I glance up with eyes wide in flavour heaven and Jennifer laughs when I tell her it’s the single best piece of fish I’ve ever put in my mouth.
“It’s crazy the extent we go to to catch these fish!” she tells me. They’re found far, far north, essentially on the border with Alaska, in the “deepest, darkest, coldest parts of the ocean,” as far down as 3,000 feet, and so are incredibly fatty.
And it doesn’t have to be smoked to be delicious. For anyone who’s perhaps been hesitant to bring home a piece of this premium fish and try their own hand at cooking it, Jennifer has nothing but encouragement.
“You cannot overcook sablefish,” she says firmly. “You could put it in the oven and come back three hours later, and it will still be the best fish you’ve ever eaten.”
My next tasting course is a cold-smoked tuna taco and a fresh-from-the-fryer piece of battered lingcod. I give it a minute to cool and take on the taco first. Here, the tuna is seared quickly on both sides, then layered under chipotle mayo, house-made salsa and slaw, and it offers a tasty mix of chewy and crunchy textures, with a good amount of smoky spice.
But as good as the taco is, my heart forever lies with all things battered and deep fried, and this is easily one of the best fish and chips I’ve ever eaten.

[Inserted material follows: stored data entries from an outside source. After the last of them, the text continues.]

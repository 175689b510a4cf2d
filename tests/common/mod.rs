#![allow(
    clippy::unwrap_used,
    clippy::missing_panics_doc,
    reason = "Do not need additional syntax for setting up tests"
)]
#![allow(
    unused,
    reason = "Not every test binary uses every helper"
)]

use std::net::SocketAddr;
use std::sync::Arc;
use std::sync::atomic::{AtomicBool, Ordering};
use std::time::Duration;

use futures_util::{SinkExt as _, StreamExt as _};
use phoenix_channel_client::config::ClientConfig;
use phoenix_channel_client::ws::config::{Config, Delay};
use serde_json::Value;
use tokio::net::TcpListener;
use tokio::sync::{broadcast, mpsc};
use tokio::time::timeout;
use tokio_tungstenite::tungstenite::Message;

pub const TOKEN: &str = "dummy123";
pub const RECONNECT_DELAY: Duration = Duration::from_millis(300);

/// Mock channel server that records every frame it receives and can drop all
/// connections on demand.
pub struct MockServer {
    addr: SocketAddr,
    /// Broadcast messages to ALL connected clients
    message_tx: broadcast::Sender<String>,
    /// Frames received from any client, in arrival order
    frame_rx: mpsc::UnboundedReceiver<String>,
    disconnect_signal: Arc<AtomicBool>,
}

impl MockServer {
    /// Start a mock server on a random port.
    pub async fn start() -> Self {
        let listener = TcpListener::bind("127.0.0.1:0").await.unwrap();
        let addr = listener.local_addr().unwrap();

        let (message_tx, _) = broadcast::channel::<String>(100);
        let (frame_tx, frame_rx) = mpsc::unbounded_channel::<String>();
        let disconnect_signal = Arc::new(AtomicBool::new(false));

        let broadcast_tx = message_tx.clone();
        let disconnect = Arc::clone(&disconnect_signal);

        tokio::spawn(async move {
            loop {
                let Ok((stream, _)) = listener.accept().await else {
                    break;
                };

                let Ok(ws_stream) = tokio_tungstenite::accept_async(stream).await else {
                    continue;
                };

                let (mut write, mut read) = ws_stream.split();
                let frame_tx = frame_tx.clone();
                let mut msg_rx = broadcast_tx.subscribe();
                let disconnect = Arc::clone(&disconnect);

                tokio::spawn(async move {
                    loop {
                        if disconnect.load(Ordering::SeqCst) {
                            break;
                        }

                        tokio::select! {
                            msg = read.next() => {
                                match msg {
                                    Some(Ok(Message::Text(text))) => {
                                        drop(frame_tx.send(text.to_string()));
                                    }
                                    Some(Ok(Message::Close(_))) | None | Some(Err(_)) => break,
                                    Some(Ok(_)) => {}
                                }
                            }
                            msg = msg_rx.recv() => {
                                match msg {
                                    Ok(text) => {
                                        if write.send(Message::Text(text.into())).await.is_err() {
                                            break;
                                        }
                                    }
                                    Err(_) => break,
                                }
                            }
                            () = tokio::time::sleep(Duration::from_millis(50)) => {}
                        }
                    }
                });
            }
        });

        Self {
            addr,
            message_tx,
            frame_rx,
            disconnect_signal,
        }
    }

    pub fn ws_url(&self) -> String {
        format!("ws://{}/ws/websocket", self.addr)
    }

    /// Send a message to all connected clients.
    pub fn send(&self, message: &str) {
        drop(self.message_tx.send(message.to_owned()));
    }

    /// Drop every open connection and refuse to serve new ones until
    /// [`MockServer::allow_reconnect`].
    pub fn disconnect_all(&self) {
        self.disconnect_signal.store(true, Ordering::SeqCst);
    }

    pub fn allow_reconnect(&self) {
        self.disconnect_signal.store(false, Ordering::SeqCst);
    }

    /// Receive the next frame from any client.
    pub async fn recv_frame(&mut self) -> Option<Value> {
        let text = timeout(Duration::from_secs(2), self.frame_rx.recv())
            .await
            .ok()
            .flatten()?;
        Some(serde_json::from_str(&text).unwrap())
    }

    /// Receive the next frame that is not a heartbeat.
    pub async fn recv_channel_frame(&mut self) -> Option<Value> {
        loop {
            let frame = self.recv_frame().await?;
            if frame["topic"] != "phoenix" {
                return Some(frame);
            }
        }
    }

    /// Discard everything received so far.
    pub fn drain(&mut self) {
        while self.frame_rx.try_recv().is_ok() {}
    }
}

/// Connection settings suited to a local server: fast reconnects and a heartbeat
/// long enough to stay out of the way unless a test overrides it.
#[must_use]
pub fn connection() -> Config {
    let mut connection = Config::default();
    connection.heartbeat_interval = Duration::from_secs(60);
    connection.connect_timeout = Some(Duration::from_secs(5));
    connection.reconnect.delay = Delay::Fixed(RECONNECT_DELAY);
    connection
}

#[must_use]
pub fn config(url: &str) -> ClientConfig {
    config_with(url, connection())
}

#[must_use]
pub fn config_with(url: &str, connection: Config) -> ClientConfig {
    ClientConfig::builder()
        .url(url)
        .token(TOKEN.to_owned())
        .connection(connection)
        .build()
}
#![cfg_attr(doc, doc = include_str!("../README.md"))]

pub mod channel;
pub mod config;
pub mod error;
pub mod ws;

use crate::error::Error;

pub type Result<T> = std::result::Result<T, Error>;

/// Default endpoint a local Phoenix server exposes its socket on
pub const DEFAULT_URL: &str = "ws://localhost:4000/ws/websocket";

/// Environment variable read for the endpoint by the bundled demo
pub const URL_VAR: &str = "PHOENIX_CHANNEL_URL";

/// Environment variable read for the join credential by the bundled demo
pub const TOKEN_VAR: &str = "PHOENIX_CHANNEL_TOKEN";
impl Client {
    /// Connect over WebSocket with the configured reconnection policy and wait for the
    /// first open.
    ///
    /// Waits indefinitely unless [`crate::ws::config::Config::connect_timeout`] is set.
    pub async fn start(config: ClientConfig) -> Result<Self> {
        let policy = config.connection().reconnect.policy();
        Self::start_with(config, WsConnector, policy).await
    }

    /// Like [`Client::start`], with a custom transport and reconnection policy.
    pub async fn start_with<C, R>(config: ClientConfig, connector: C, policy: R) -> Result<Self>
    where
        C: Connector,
        R: ReconnectPolicy,
    {
        let client = Self::spawn(config, connector, policy)?;

        match client.inner.config.connection().connect_timeout {
            Some(limit) => time::timeout(limit, client.opened())
                .await
                .map_err(|_e| WsError::Timeout)??,
            None => client.opened().await?,
        }

        Ok(client)
    }

    /// Spawn the driver without waiting for the connection to open.
    ///
    /// Must be called within a Tokio runtime.
    pub fn spawn<C, R>(config: ClientConfig, connector: C, policy: R) -> Result<Self>
    where
        C: Connector,
        R: ReconnectPolicy,
    {
        config.validate()?;

        let (commands, commands_rx) = mpsc::unbounded_channel();
        let (events_tx, _) = broadcast::channel(BROADCAST_CAPACITY);
        let (state_tx, state_rx) = watch::channel(ConnectionState::Disconnected);

        let session = Session::new(JoinAuth {
            field: config.auth_field().to_owned(),
            token: config.token().clone(),
        });
        let driver = Driver {
            url: config.url().to_owned(),
            connector,
            policy,
            core: Core {
                session,
                commands: commands_rx,
                state_tx,
                events_tx: events_tx.clone(),
                heartbeat_interval: config.connection().heartbeat_interval,
            },
        };

        tokio::spawn(driver.run());

        Ok(Self {
            inner: Arc::new(ClientInner {
                config,
                commands,
                state_rx,
                events_tx,
            }),
        })
    }

    /// Wait until the connection is open, or until `cancel` fires.
    pub async fn wait_until_connected(&self, cancel: &CancellationToken) -> Result<()> {
        tokio::select! {
            result = self.opened() => result,
            () = cancel.cancelled() => Err(WsError::Cancelled.into()),
        }
    }

    async fn opened(&self) -> Result<()> {
        let mut state_rx = self.inner.state_rx.clone();
        let state = *state_rx
            .wait_for(|state| state.is_connected() || state.is_closed())
            .await
            .map_err(|_e| WsError::ConnectionClosed)?;

        if state.is_connected() {
            Ok(())
        } else {
            Err(WsError::ConnectionClosed.into())
        }
    }

    /// Join `topic` with an empty payload.
    pub fn join_topic(&self, topic: &str) -> Result<()> {
        self.join_topic_with(topic, Payload::new())
    }

    /// Join `topic`. The configured credential is merged into `payload`.
    ///
    /// The topic is remembered immediately and rejoined on every reconnect; the join
    /// frame itself is only sent while connected.
    pub fn join_topic_with(&self, topic: &str, payload: Payload) -> Result<()> {
        self.command(Command::Join {
            topic: topic.to_owned(),
            payload,
        })
    }

    /// Leave `topic`. It will not be rejoined on reconnect.
    pub fn leave_topic(&self, topic: &str) -> Result<()> {
        self.command(Command::Leave {
            topic: topic.to_owned(),
        })
    }

    /// Send an application event on `topic`. Dropped with a warning while disconnected.
    pub fn push(&self, topic: &str, event: &str, payload: Payload) -> Result<()> {
        self.command(Command::Push {
            topic: topic.to_owned(),
            event: event.to_owned(),
            payload,
        })
    }

    /// Topics the client currently intends to be joined to.
    pub async fn topics(&self) -> Result<Vec<String>> {
        let (tx, rx) = oneshot::channel();
        self.command(Command::Topics(tx))?;
        Ok(rx.await.map_err(|_e| WsError::ConnectionClosed)?)
    }

    /// Forget every topic, stop all timers and close the transport. Terminal.
    ///
    /// Returns once the driver has shut down. Calling it again is a no-op.
    pub async fn disconnect(&self) -> Result<()> {
        let (tx, rx) = oneshot::channel();
        if self.inner.commands.send(Command::Disconnect(tx)).is_err() {
            return Ok(());
        }
        // The driver may exit without acknowledging if it was already shutting down.
        _ = rx.await;
        Ok(())
    }

    /// Get the current connection state.
    #[must_use]
    pub fn state(&self) -> ConnectionState {
        *self.inner.state_rx.borrow()
    }

    /// Subscribe to connection state changes.
    #[must_use]
    pub fn state_receiver(&self) -> watch::Receiver<ConnectionState> {
        self.inner.state_rx.clone()
    }

    /// Subscribe to observed events.
    ///
    /// Each call returns a new independent receiver that sees events from this point on.
    #[must_use]
    pub fn events(&self) -> broadcast::Receiver<ChannelEvent> {
        self.inner.events_tx.subscribe()
    }

    /// Observed events as a stream. A lagging subscriber gets a
    /// [`WsError::Lagged`] item and then continues with newer events.
    pub fn event_stream(&self) -> impl Stream<Item = Result<ChannelEvent>> + use<> {
        let mut rx = self.events();

        try_stream! {
            loop {
                match rx.recv().await {
                    Ok(event) => yield event,
                    Err(RecvError::Lagged(n)) => {
                        #[cfg(feature = "tracing")]
                        tracing::warn!("Event subscriber lagged, missed {n} messages");
                        Err(WsError::Lagged { count: n })?;
                    }
                    Err(RecvError::Closed) => break,
                }
            }
        }
    }

    /// Observed events for one topic.
    pub fn topic_stream(&self, topic: &str) -> impl Stream<Item = Result<ChannelEvent>> + use<> {
        let topic = topic.to_owned();

        self.event_stream().filter(move |item| {
            let keep = match item {
                Ok(event) => event.topic() == topic,
                Err(_) => true,
            };
            futures::future::ready(keep)
        })
    }

    /// Configuration this client was started with.
    #[must_use]
    pub fn config(&self) -> &ClientConfig {
        &self.inner.config
    }

    fn command(&self, command: Command) -> Result<()> {
        self.inner
            .commands
            .send(command)
            .map_err(|_e| WsError::ConnectionClosed)?;
        Ok(())
    }
}
#![allow(
    clippy::unwrap_used,
    clippy::missing_panics_doc,
    reason = "Do not need additional syntax for setting up tests"
)]

mod common;

use std::time::Duration;

use common::{MockServer, RECONNECT_DELAY, TOKEN, config, config_with, connection};
use futures_util::StreamExt as _;
use phoenix_channel_client::channel::{ChannelEvent, Client};
use phoenix_channel_client::error::Kind;
use phoenix_channel_client::ws::WsError;
use serde_json::{Value, json};
use tokio::net::TcpListener;
use tokio::sync::broadcast;
use tokio::time::timeout;

async fn next_event(events: &mut broadcast::Receiver<ChannelEvent>) -> ChannelEvent {
    timeout(Duration::from_secs(2), events.recv())
        .await
        .unwrap()
        .unwrap()
}

mod lifecycle {
    use super::*;

    #[tokio::test]
    async fn start_waits_for_open() {
        let server = MockServer::start().await;

        let client = Client::start(config(&server.ws_url())).await.unwrap();

        assert!(client.state().is_connected());
        assert!(client.topics().await.unwrap().is_empty());
    }

    #[tokio::test]
    async fn start_times_out_against_unreachable_server() {
        // Bind then drop to get a port nothing listens on.
        let listener = TcpListener::bind("127.0.0.1:0").await.unwrap();
        let addr = listener.local_addr().unwrap();
        drop(listener);

        let mut connection = connection();
        connection.connect_timeout = Some(Duration::from_millis(500));
        let url = format!("ws://{addr}/ws/websocket");

        let result = Client::start(config_with(&url, connection)).await;

        let error = result.err().unwrap();
        assert_eq!(error.kind(), Kind::WebSocket);
        assert!(matches!(
            error.downcast_ref::<WsError>(),
            Some(WsError::Timeout)
        ));
    }

    #[tokio::test]
    async fn invalid_url_is_rejected_before_connecting() {
        let result = Client::start(config("http://localhost:4000/ws")).await;

        assert_eq!(result.err().unwrap().kind(), Kind::Validation);
    }

    #[tokio::test]
    async fn disconnect_stops_everything() {
        let mut server = MockServer::start().await;
        let mut connection = connection();
        connection.heartbeat_interval = Duration::from_millis(100);
        let client = Client::start(config_with(&server.ws_url(), connection))
            .await
            .unwrap();
        client.join_topic("games:lobby").unwrap();
        server.recv_channel_frame().await.unwrap();

        client.disconnect().await.unwrap();
        assert!(client.state().is_closed());
        tokio::time::sleep(RECONNECT_DELAY * 2).await;
        server.drain();

        // No heartbeats, no rejoins.
        assert!(server.recv_frame().await.is_none());
        assert_eq!(
            client.join_topic("games:lobby").unwrap_err().kind(),
            Kind::WebSocket
        );
    }
}

mod membership {
    use super::*;

    #[tokio::test]
    async fn join_carries_credential_and_fresh_ref() {
        let mut server = MockServer::start().await;
        let client = Client::start(config(&server.ws_url())).await.unwrap();

        client.join_topic("games:lobby").unwrap();
        let join = server.recv_channel_frame().await.unwrap();

        assert_eq!(join["topic"], "games:lobby");
        assert_eq!(join["event"], "phx_join");
        assert_eq!(join["payload"], json!({"api_key": TOKEN}));
        assert_eq!(join["ref"], 1);

        client.leave_topic("games:lobby").unwrap();
        let leave = server.recv_channel_frame().await.unwrap();

        assert_eq!(leave["event"], "phx_leave");
        assert_eq!(leave["payload"], json!({}));
        assert_eq!(leave["ref"], 2);
    }

    #[tokio::test]
    async fn rejoins_current_members_after_reconnect() {
        let mut server = MockServer::start().await;
        let client = Client::start(config(&server.ws_url())).await.unwrap();

        client.join_topic("games:1").unwrap();
        client.join_topic("games:2").unwrap();
        server.recv_channel_frame().await.unwrap();
        server.recv_channel_frame().await.unwrap();

        server.disconnect_all();
        let mut state = client.state_receiver();
        state.wait_for(|s| !s.is_connected()).await.unwrap();

        client.leave_topic("games:1").unwrap();
        client.join_topic("games:3").unwrap();
        server.allow_reconnect();

        let first = server.recv_channel_frame().await.unwrap();
        let second = server.recv_channel_frame().await.unwrap();
        assert_eq!(
            (first["event"].as_str(), first["topic"].as_str()),
            (Some("phx_join"), Some("games:2"))
        );
        assert_eq!(
            (second["event"].as_str(), second["topic"].as_str()),
            (Some("phx_join"), Some("games:3"))
        );
        assert!(first["ref"].as_u64().unwrap() > 2);

        // Exactly once per member.
        assert!(server.recv_channel_frame().await.is_none());
        assert_eq!(client.topics().await.unwrap(), vec!["games:2", "games:3"]);
    }
}

mod heartbeat {
    use super::*;

    #[tokio::test]
    async fn heartbeats_on_reserved_topic_with_increasing_refs() {
        let mut server = MockServer::start().await;
        let mut connection = connection();
        connection.heartbeat_interval = Duration::from_millis(100);
        let _client = Client::start(config_with(&server.ws_url(), connection))
            .await
            .unwrap();

        let mut refs = Vec::new();
        for _ in 0..3 {
            let frame = server.recv_frame().await.unwrap();
            assert_eq!(frame["topic"], "phoenix");
            assert_eq!(frame["event"], "heartbeat");
            assert_eq!(frame["payload"], json!({}));
            refs.push(frame["ref"].as_u64().unwrap());
        }

        assert!(refs.windows(2).all(|w| w[0] < w[1]), "{refs:?}");
    }
}

mod dispatch {
    use super::*;

    #[tokio::test]
    async fn inbound_frames_are_classified_and_broadcast() {
        let server = MockServer::start().await;
        let client = Client::start(config(&server.ws_url())).await.unwrap();
        let mut events = client.events();

        server.send(
            &json!({
                "topic": "games:42",
                "event": "phx_reply",
                "payload": {"status": "ok", "response": {"status": "ok"}},
                "ref": 1
            })
            .to_string(),
        );
        server.send("this is not json");
        server.send(
            &json!({
                "topic": "games:42",
                "event": "state_update",
                "payload": {"id": "42", "state": "playing"},
                "ref": null
            })
            .to_string(),
        );
        server.send(
            &json!({
                "topic": "games:lobby",
                "event": "presence_diff",
                "payload": {"joins": {}, "leaves": {}},
                "ref": null
            })
            .to_string(),
        );

        assert_eq!(
            next_event(&mut events).await,
            ChannelEvent::Acknowledged {
                topic: "games:42".to_owned(),
                reference: Some(1),
            }
        );
        assert_eq!(
            next_event(&mut events).await,
            ChannelEvent::Domain {
                event: "state_update".to_owned(),
                topic: "games:42".to_owned(),
                id: json!("42"),
                state: json!("playing"),
            }
        );
        assert!(matches!(next_event(&mut events).await, ChannelEvent::PresenceDiff { .. }));
        assert!(client.state().is_connected());
    }

    #[tokio::test]
    async fn topic_stream_only_yields_its_topic() {
        let server = MockServer::start().await;
        let client = Client::start(config(&server.ws_url())).await.unwrap();
        let mut stream = Box::pin(client.topic_stream("games:2"));

        for topic in ["games:1", "games:2"] {
            server.send(
                &json!({"topic": topic, "event": "tick", "payload": {"n": 1}, "ref": null})
                    .to_string(),
            );
        }

        let event = timeout(Duration::from_secs(2), stream.next())
            .await
            .unwrap()
            .unwrap()
            .unwrap();
        let ChannelEvent::Raw(frame) = event else {
            panic!("expected a raw frame, got {event:?}");
        };
        assert_eq!(frame.topic, "games:2");
        assert_eq!(frame.payload["n"], Value::from(1));
    }
}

Finest At Sea offers halibut, salmon and lingcod in its deep-fried selections, and I find I’m partial to the lingcod. While halibut is a favourite for grilling and baking, it also has a more delicate flavour and texture, and the richer flavour of the lingcod stands up beautifully to the fryer.

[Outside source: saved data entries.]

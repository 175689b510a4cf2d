//! Core WebSocket infrastructure.
//!
//! This module provides the transport seam the channel client is built on,
//! plus a `tokio-tungstenite` implementation of it.
//!
//! # Architecture
//!
//! - [`Connector`] / [`Transport`]: open a connection and exchange text messages
//! - [`ReconnectPolicy`]: how long to wait before each reconnection attempt
//! - [`WsConnector`]: the WebSocket implementation used by default
//!
//! # Example
//!
//! ```ignore
//! let mut transport = WsConnector.connect("ws://localhost:4000/socket/websocket").await?;
//! transport.send(r#"{"topic":"phoenix","event":"heartbeat","payload":{},"ref":1}"#.to_owned()).await?;
//! ```

pub mod config;
pub mod connection;
pub mod error;
pub mod traits;

pub use connection::{ConnectionState, WsConnector, WsTransport};
#[expect(
    clippy::module_name_repetitions,
    reason = "WsError includes module name for clarity when used outside this module"
)]
pub use error::WsError;
pub use traits::*;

I take my first bite bare of any tartar sauce, and as I crunch through the outer layer, the sound of the crisped batter breaking apart is as satisfying as the rich flavour. And then for the rest of it, I sort of forget I’m supposed to be savouring this experience to write about it, and the lingcod (and three-quarters of the perfectly salted fries beneath) disappear, until all that’s left are my lightly oiled fingers and a few stray crumbles of fish batter.

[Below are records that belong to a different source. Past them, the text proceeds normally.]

// libs/doctor-cell/src/services/doctor.rs
use chrono::{NaiveDate, Utc};
use reqwest::Method;
use serde_json::{json, Value};
use tracing::debug;
use uuid::Uuid;

use shared_config::AppConfig;
use shared_database::{parse_rows, SupabaseClient};
use shared_utils::TimeRange;

use crate::models::{Doctor, DoctorError, ReplaceAvailabilityRequest};

pub struct DoctorService {
    supabase: SupabaseClient,
}

impl DoctorService {
    pub fn new(config: &AppConfig) -> Self {
        Self {
            supabase: SupabaseClient::new(config),
        }
    }

    pub async fn get_doctor(
        &self,
        doctor_id: Uuid,
        auth_token: Option<&str>,
    ) -> Result<Doctor, DoctorError> {
        debug!("Fetching doctor: {}", doctor_id);

        let path = format!("/rest/v1/doctors?id=eq.{}", doctor_id);
        let result: Vec<Value> = self
            .supabase
            .request(Method::GET, &path, auth_token, None)
            .await
            .map_err(|e| DoctorError::DatabaseError(e.to_string()))?;

        let mut doctors: Vec<Doctor> = parse_rows(result, "doctors");
        doctors.pop().ok_or(DoctorError::NotFound)
    }

    /// All doctors of one clinic; unparseable records are skipped.
    pub async fn list_clinic_doctors(
        &self,
        clinic_id: &str,
        auth_token: Option<&str>,
    ) -> Result<Vec<Doctor>, DoctorError> {
        debug!("Listing doctors for clinic: {}", clinic_id);

        let path = format!(
            "/rest/v1/doctors?clinic_id=eq.{}&order=full_name.asc",
            urlencoding::encode(clinic_id)
        );
        let result: Vec<Value> = self
            .supabase
            .request(Method::GET, &path, auth_token, None)
            .await
            .map_err(|e| DoctorError::DatabaseError(e.to_string()))?;

        Ok(parse_rows(result, "doctors"))
    }

    /// Replace the weekly template and consultation duration wholesale.
    pub async fn replace_availability(
        &self,
        doctor_id: Uuid,
        request: ReplaceAvailabilityRequest,
        auth_token: Option<&str>,
    ) -> Result<Doctor, DoctorError> {
        debug!("Replacing availability for doctor: {}", doctor_id);

        if request.average_consulting_minutes == 0 {
            return Err(DoctorError::InvalidTemplate(
                "average consulting time must be positive".to_string(),
            ));
        }
        request.availability.validate()?;

        let update = json!({
            "availability": request.availability,
            "average_consulting_minutes": request.average_consulting_minutes,
            "updated_at": Utc::now().to_rfc3339(),
        });

        self.patch_doctor(doctor_id, update, auth_token).await
    }

    /// Record the blackout intervals for one date. An empty interval list is
    /// stored as-is: the override exists but blocks nothing.
    pub async fn set_leave_override(
        &self,
        doctor_id: Uuid,
        date: NaiveDate,
        intervals: Vec<TimeRange>,
        auth_token: Option<&str>,
    ) -> Result<Doctor, DoctorError> {
        debug!("Setting leave override for doctor {} on {}", doctor_id, date);

        let mut doctor = self.get_doctor(doctor_id, auth_token).await?;
        doctor.leave_overrides.insert(date, intervals);

        let update = json!({
            "leave_overrides": doctor.leave_overrides,
            "updated_at": Utc::now().to_rfc3339(),
        });

        self.patch_doctor(doctor_id, update, auth_token).await
    }

    async fn patch_doctor(
        &self,
        doctor_id: Uuid,
        update: Value,
        auth_token: Option<&str>,
    ) -> Result<Doctor, DoctorError> {
        let path = format!("/rest/v1/doctors?id=eq.{}", doctor_id);
        let mut headers = reqwest::header::HeaderMap::new();
        headers.insert(
            "Prefer",
            reqwest::header::HeaderValue::from_static("return=representation"),
        );

        let result: Vec<Value> = self
            .supabase
            .request_with_headers(Method::PATCH, &path, auth_token, Some(update), Some(headers))
            .await
            .map_err(|e| DoctorError::DatabaseError(e.to_string()))?;

        let mut doctors: Vec<Doctor> = parse_rows(result, "doctors");
        doctors.pop().ok_or(DoctorError::NotFound)
    }
}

I lean back, surprisingly stuffed from all my plates, and enjoy the atmosphere, which feels a little wild, a little overflowing, a little loud and a lot friendly. And that’s all down to Jennifer’s intrepid employer and Finest At Sea owner, Bob Fraumeni, who took a childhood obsession with the sea and turned it into a nearly 50-year-old business that’s grown and adapted over the years.
And Bob is as passionate about fish as he ever was, says Jennifer.
“You know how some people say they live, work and breathe what they love? Bob is the only person I’ve ever known who actually does it. He loves fish,” she says. “That’s what it is. It’s his passion.”